Task item:
Give back the line in the listing below that contains "if self.repeating &&" and all remaining lines, retyped exactly, through the last line.

Excerpted data:
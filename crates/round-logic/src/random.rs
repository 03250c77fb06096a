//! Injectable sources of uniform randomness
//!
//! Every draw the round engine makes (door colors, correct doors, the
//! partner's truth and follow draws) goes through a [`RandomSource`], so a
//! run can be reproduced from a seed or steered draw-by-draw in tests.

/// Source of uniform draws in `[0, 1)`.
///
/// Implementations must be deterministic given their construction inputs;
/// there is no ambient global randomness anywhere in the engine.
pub trait RandomSource {
    /// Next uniform draw in `[0, 1)`.
    fn uniform(&mut self) -> f64;

    /// Uniform index in `[0, n)`. Returns 0 when `n` is 0.
    fn pick(&mut self, n: usize) -> usize {
        if n == 0 {
            return 0;
        }
        let index = (self.uniform() * n as f64) as usize;
        index.min(n - 1)
    }

    /// Bernoulli draw with success probability `p`.
    fn bernoulli(&mut self, p: f64) -> bool {
        self.uniform() < p
    }
}

/// Seeded pseudo-random source
///
/// Deterministic xorshift64* generator: same seed + stream = same sequence.
#[derive(Clone, Debug)]
pub struct SeededRng {
    state: u64,
}

impl SeededRng {
    /// Create a new source from a 32-byte seed and a stream index
    /// (e.g. a session counter, so runs sharing a seed still differ).
    pub fn new(seed: &[u8; 32], stream: u32) -> Self {
        // Combine seed bytes into initial state
        let mut state = 0u64;
        for (i, chunk) in seed.chunks(8).enumerate() {
            let mut bytes = [0u8; 8];
            bytes[..chunk.len()].copy_from_slice(chunk);
            state ^= u64::from_le_bytes(bytes).wrapping_add(i as u64);
        }

        // Mix in stream index
        state ^= (stream as u64).wrapping_mul(0x517cc1b727220a95);

        // Warm up the generator
        let mut rng = Self { state };
        for _ in 0..8 {
            rng.next_u64();
        }

        rng
    }

    /// Generate next u64
    pub fn next_u64(&mut self) -> u64 {
        // xorshift64*
        self.state ^= self.state >> 12;
        self.state ^= self.state << 25;
        self.state ^= self.state >> 27;
        self.state.wrapping_mul(0x2545f4914f6cdd1d)
    }
}

impl RandomSource for SeededRng {
    fn uniform(&mut self) -> f64 {
        // Top 53 bits give a uniform double in [0, 1)
        (self.next_u64() >> 11) as f64 * (1.0 / (1u64 << 53) as f64)
    }
}

/// Scripted source for deterministic tests.
///
/// Yields a fixed sequence of draws, either once or cycling forever.
#[derive(Clone, Debug)]
pub struct SequenceSource {
    draws: Vec<f64>,
    cursor: usize,
    repeating: bool,
}

impl SequenceSource {
    /// Source that yields `draws` once, in order.
    ///
    /// # Panics
    /// Panics if asked for a draw after the script is exhausted; a test
    /// script that runs dry is a bug in the test.
    pub fn new(draws: Vec<f64>) -> Self {
        Self { draws, cursor: 0, repeating: false }
    }

    /// Source that cycles through `draws` forever.
    ///
    /// # Panics
    /// Panics if `draws` is empty.
    pub fn repeating(draws: Vec<f64>) -> Self {
        assert!(!draws.is_empty(), "repeating script must not be empty");
        Self { draws, cursor: 0, repeating: true }
    }
}

impl RandomSource for SequenceSource {
    fn uniform(&mut self) -> f64 {
        if self.repeating && self.cursor == self.draws.len() {
            self.cursor = 0;
        }
        assert!(
            self.cursor < self.draws.len(),
            "SequenceSource exhausted after {} draws",
            self.draws.len()
        );
        let value = self.draws[self.cursor];
        self.cursor += 1;
        value
    }
}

Solution to the problem:
        if self.repeating && self.cursor == self.draws.len() {
            self.cursor = 0;
        }
        assert!(
            self.cursor < self.draws.len(),
            "SequenceSource exhausted after {} draws",
            self.draws.len()
        );
        let value = self.draws[self.cursor];
        self.cursor += 1;
        value
    }
}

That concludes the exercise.